Duck Editor's Notes ✅ Beginner

Tool Calling Is the Real Test: LLMs Move From Talk to Combat

OpenClaw completely changed how we compare LLMs. It's no longer about who writes the prettiest essay, but who dares to use tools — and uses them well. Duck Editor's frontline notes.

📝 建立:2026年3月4日 ✅ 最後驗證:2026年3月4日
鴨編 卡住很正常——點段落旁的 😵 卡關 讓我們知道,或直接往下滾到問答區發問。 也可以用 👍 看懂 / 😢 看不懂 告訴我們哪裡寫得好、哪裡要改。

Duck Editor These are Duck Editor’s frontline notes. Not a tutorial — just an opinion.


How We Used to Compare LLMs

Before agent frameworks went mainstream, the yardstick for measuring an LLM’s ability looked something like this:

  • Write an essay
  • Summarize a meeting
  • Translate a passage of English
  • Solve a math problem

These tests share one thing in common: they’re all decided at the language level.

Whichever model generates text that’s more natural, more accurate, more logical — that one wins. The benchmarks compared the same things: MMLU, HumanEval, all kinds of reading-comprehension tests.

Organizing documents, writing summaries, playing secretary.

In that era, the lobster was a pet with a silver tongue.


What OpenClaw Changed

The moment OpenClaw connected the LLM to tools, the rules of the game changed.

Now the lobster isn’t just talking — it has to get things done.

Search the web → Read a file → Call an API → Write to a database → Send a notification

These actions don’t need “sounding good.” They need:

  1. Correctly understanding the intent of the instruction
  2. Picking the right tool (you have 30 tools — which one?)
  3. Filling in the right parameters (format, type, required fields)
  4. Handling errors (the tool failed — what’s the next step?)
  5. Not getting lost in multi-step tasks (on step 7, does it still remember the goal from step 1?)

Duck Editor Duck Editor says: This is what “from talk to combat” means. The old test was an essay; the new test is whether you survive on the battlefield. A model’s real ability only shows the instant it starts using tools.


How Big Is the Gap in Tool-Calling Ability

Duck Editor tested it personally. The same task: “Look up today’s exchange rate, convert it to TWD, and save it into my Notion database.”

ModelPerformance
Top-tier (Claude / GPT-4o)Done in three steps, correct parameters, Notion fields filled right
Mid-tierFound the rate, but got the Notion API format wrong and got stuck
Entry-levelThought the task was done — actually just printed the result as text and saved nothing

The gap isn’t about being clever. It’s about whether it can operate tools correctly.

That’s why the cloud models OpenClaw officially recommends are minimax-m2.5 and kimi-k2.5 — their tool-calling ability is excellent for their class, not just “smooth at conversation.”

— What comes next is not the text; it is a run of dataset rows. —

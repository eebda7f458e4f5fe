//! # Metadata Payload
//!
//! The body of a metadata block. Writers build it from their `FileSpace` and
//! `Catalog`; SWMR readers decode the same bytes without any write state.
//!
//! ```text
//! u32 n  + n * (offset u64, len u64)                          raw free list
//! u32 n  + n * (offset u64, len u64)                          meta free list
//! u32 n  + n * (pool u8, offset u64, len u64, release u64)    deferred frees
//! catalog
//! ```

use eyre::Result;

use super::catalog::Catalog;
use super::space::{DeferredFree, FileSpace, Pool};
use crate::config::{DEFERRED_ENTRY_ENCODED_SIZE, FREE_ENTRY_ENCODED_SIZE};
use crate::encoding::{MetaReader, MetaWriter};
use crate::error::H5Error;
use crate::storage::FreeRange;

#[derive(Debug, Clone, PartialEq, Eq)]
pub struct MetadataPayload {
    pub raw_free: Vec<FreeRange>,
    pub meta_free: Vec<FreeRange>,
    pub deferred: Vec<DeferredFree>,
    pub catalog: Catalog,
}

fn put_ranges<I: Iterator<Item = FreeRange>>(w: &mut MetaWriter, n: usize, ranges: I) {
    w.put_u32(n as u32);
    for r in ranges {
        w.put_u64(r.offset);
        w.put_u64(r.len);
    }
}

fn get_ranges(r: &mut MetaReader<'_>, what: &str) -> Result<Vec<FreeRange>> {
    let n = r.count(what, FREE_ENTRY_ENCODED_SIZE)?;
    let mut out = Vec::with_capacity(n);
    for _ in 0..n {
        let offset = r.u64("free range offset")?;
        let len = r.u64("free range length")?;
        out.push(FreeRange { offset, len });
    }
    Ok(out)
}

/// Encodes the live state of a writer without cloning the catalog.
pub fn encode_payload(space: &FileSpace, catalog: &Catalog) -> Vec<u8> {
    let mut w = MetaWriter::new();
    let raw = space.pool(Pool::Raw);
    put_ranges(&mut w, raw.entry_count(), raw.entries());
    let meta = space.pool(Pool::Meta);
    put_ranges(&mut w, meta.entry_count(), meta.entries());
    encode_deferred(&mut w, space.deferred());
    catalog.encode(&mut w);
    w.into_inner()
}

fn encode_deferred(w: &mut MetaWriter, deferred: &[DeferredFree]) {
    w.put_u32(deferred.len() as u32);
    for d in deferred {
        w.put_u8(d.pool.tag());
        w.put_u64(d.offset);
        w.put_u64(d.len);
        w.put_u64(d.release_at);
    }
}

impl MetadataPayload {
    pub fn encode(&self) -> Vec<u8> {
        let mut w = MetaWriter::new();
        put_ranges(&mut w, self.raw_free.len(), self.raw_free.iter().copied());
        put_ranges(&mut w, self.meta_free.len(), self.meta_free.iter().copied());
        encode_deferred(&mut w, &self.deferred);
        self.catalog.encode(&mut w);
        w.into_inner()
    }

    pub fn decode(bytes: &[u8]) -> Result<Self> {
        let mut r = MetaReader::new(bytes);
        let raw_free = get_ranges(&mut r, "raw free list")?;
        let meta_free = get_ranges(&mut r, "metadata free list")?;

        let n = r.count("deferred list", DEFERRED_ENTRY_ENCODED_SIZE)?;
        let mut deferred = Vec::with_capacity(n);
        for _ in 0..n {
            deferred.push(DeferredFree {
                pool: Pool::from_tag(r.u8("deferred pool")?)?,
                offset: r.u64("deferred offset")?,
                len: r.u64("deferred length")?,
                release_at: r.u64("deferred generation")?,
            });
        }

        let catalog = Catalog::decode(&mut r)?;
        if r.remaining() != 0 {
            return Err(H5Error::Corrupt(format!(
                "{} trailing bytes after metadata payload",
                r.remaining()
            ))
            .into());
        }
        Ok(Self {
            raw_free,
            meta_free,
            deferred,
            catalog,
        })
    }
}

The Lobster’s Fatal Flaw: Self-Destruction

Speaking of tool calling, there’s something Duck Editor both loves and fears:

The lobster loves to edit its own config files.

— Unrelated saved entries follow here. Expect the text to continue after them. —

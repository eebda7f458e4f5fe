//! Writer/reader handshake.
//!
//! The extension driver and a watching reader synchronize with two tagged
//! messages: the writer sends `writer_message` before it extends, then waits
//! for `reader_message`. The core only sees the `Rendezvous` trait.

use std::fs;
use std::io::ErrorKind as IoErrorKind;
use std::path::{Path, PathBuf};
use std::thread;
use std::time::{Duration, Instant};

use crossbeam_channel::{Receiver, RecvTimeoutError, Sender};
use eyre::{Result, WrapErr};
use tracing::debug;

use crate::config::{MESSAGE_POLL_INTERVAL_MS, MESSAGE_TIMEOUT_MS};
use crate::error::H5Error;

pub const WRITER_MESSAGE: &str = "writer_message";
pub const READER_MESSAGE: &str = "reader_message";

pub trait Rendezvous {
    fn send_message(&self, tag: &str) -> Result<()>;

    /// Blocks until `tag` arrives, consuming it.
    fn wait_message(&self, tag: &str) -> Result<()>;
}

/// In-process rendezvous over a pair of channels.
#[derive(Debug, Clone)]
pub struct ChannelRendezvous {
    tx: Sender<String>,
    rx: Receiver<String>,
    timeout: Duration,
}

impl ChannelRendezvous {
    /// Two connected endpoints: what one sends, the other receives.
    pub fn pair() -> (Self, Self) {
        let (a_tx, a_rx) = crossbeam_channel::unbounded();
        let (b_tx, b_rx) = crossbeam_channel::unbounded();
        let timeout = Duration::from_millis(MESSAGE_TIMEOUT_MS);
        (
            Self {
                tx: a_tx,
                rx: b_rx,
                timeout,
            },
            Self {
                tx: b_tx,
                rx: a_rx,
                timeout,
            },
        )
    }

    pub fn with_timeout(mut self, timeout: Duration) -> Self {
        self.timeout = timeout;
        self
    }
}

impl Rendezvous for ChannelRendezvous {
    fn send_message(&self, tag: &str) -> Result<()> {
        self.tx
            .send(tag.to_string())
            .map_err(|_| H5Error::InvalidArgument(format!("peer gone before '{}' was sent", tag)))?;
        Ok(())
    }

    fn wait_message(&self, tag: &str) -> Result<()> {
        match self.rx.recv_timeout(self.timeout) {
            Ok(got) if got == tag => Ok(()),
            Ok(got) => Err(H5Error::InvalidArgument(format!(
                "expected message '{}', received '{}'",
                tag, got
            ))
            .into()),
            Err(RecvTimeoutError::Timeout) => Err(H5Error::Timeout(tag.to_string()).into()),
            Err(RecvTimeoutError::Disconnected) => Err(H5Error::InvalidArgument(format!(
                "peer gone while waiting for '{}'",
                tag
            ))
            .into()),
        }
    }
}

/// Cross-process rendezvous through message files in a shared directory.
#[derive(Debug, Clone)]
pub struct FileRendezvous {
    dir: PathBuf,
    poll_interval: Duration,
    timeout: Duration,
}

impl FileRendezvous {
    pub fn new(dir: impl AsRef<Path>) -> Self {
        Self {
            dir: dir.as_ref().to_path_buf(),
            poll_interval: Duration::from_millis(MESSAGE_POLL_INTERVAL_MS),
            timeout: Duration::from_millis(MESSAGE_TIMEOUT_MS),
        }
    }

    pub fn with_timeout(mut self, timeout: Duration) -> Self {
        self.timeout = timeout;
        self
    }

    pub fn with_poll_interval(mut self, interval: Duration) -> Self {
        self.poll_interval = interval;
        self
    }

    pub fn dir(&self) -> &Path {
        &self.dir
    }
}

impl Rendezvous for FileRendezvous {
    fn send_message(&self, tag: &str) -> Result<()> {
        let tmp = self.dir.join(format!("{}.tmp", tag));
        let target = self.dir.join(tag);
        fs::write(&tmp, b"\n")
            .wrap_err_with(|| format!("failed to write message file '{}'", tmp.display()))?;
        fs::rename(&tmp, &target)
            .wrap_err_with(|| format!("failed to publish message '{}'", target.display()))?;
        debug!(tag, dir = %self.dir.display(), "sent message");
        Ok(())
    }

    fn wait_message(&self, tag: &str) -> Result<()> {
        let target = self.dir.join(tag);
        let deadline = Instant::now() + self.timeout;
        loop {
            match fs::remove_file(&target) {
                Ok(()) => {
                    debug!(tag, "received message");
                    return Ok(());
                }
                Err(e) if e.kind() == IoErrorKind::NotFound => {}
                Err(e) => {
                    return Err(e).wrap_err_with(|| {
                        format!("failed to consume message '{}'", target.display())
                    })
                }
            }
            if Instant::now() >= deadline {
                return Err(H5Error::Timeout(tag.to_string()).into());
            }
            thread::sleep(self.poll_interval);
        }
    }
}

Once OpenClaw is running, its configuration lives in a few places — including the gateway (the entry point that connects to the LLM), the API key, and the parameters of various Skills. Sometimes the model will “helpfully” go and touch these files.

And then the lobster self-destructs.

✅ Task: Help me optimize my OpenClaw configuration
🦞 Lobster: Sure, let me adjust the gateway config...
💥 Error: Cannot connect to LLM, OpenClaw has stopped working

This isn’t the model breaking. It just unplugged its own power cord.

Duck Editor Duck Editor’s advice: Don’t give the lobster permission to modify its own core configuration. If you really need to adjust it, back up the ~/.openclaw/ folder first, then let it work. Even if it breaks something, recovery is quick.


So What’s the New Standard for Choosing a Model

It’s not who writes the most beautiful essay. It’s:

  1. Tool-selection accuracy — faced with 30 tools, did it pick wrong?
  2. Parameter-filling accuracy — did it get the format and types right?
  3. Stability across multi-step tasks — on step 10, did it forget the goal from step 1?
  4. Error-recovery ability — when a tool fails, does it know how to take another route?
  5. Not touching what it shouldn’t — does it understand boundaries and avoid doing harm out of good intentions?

These five points are how Duck Editor judges whether a lobster is up to the job.


What This Means for You

If you’re just starting with OpenClaw, one thing is worth remembering:

Free models are fine for practice, but when you really want the lobster to do work, give it a good enough LLM brain.

The API fees you save may come back as a pile of failed tool calls, broken configs, and tasks that stall halfway.

Tool calling is the first exam of the agent era. A player’s real skill shows the moment they step onto the field.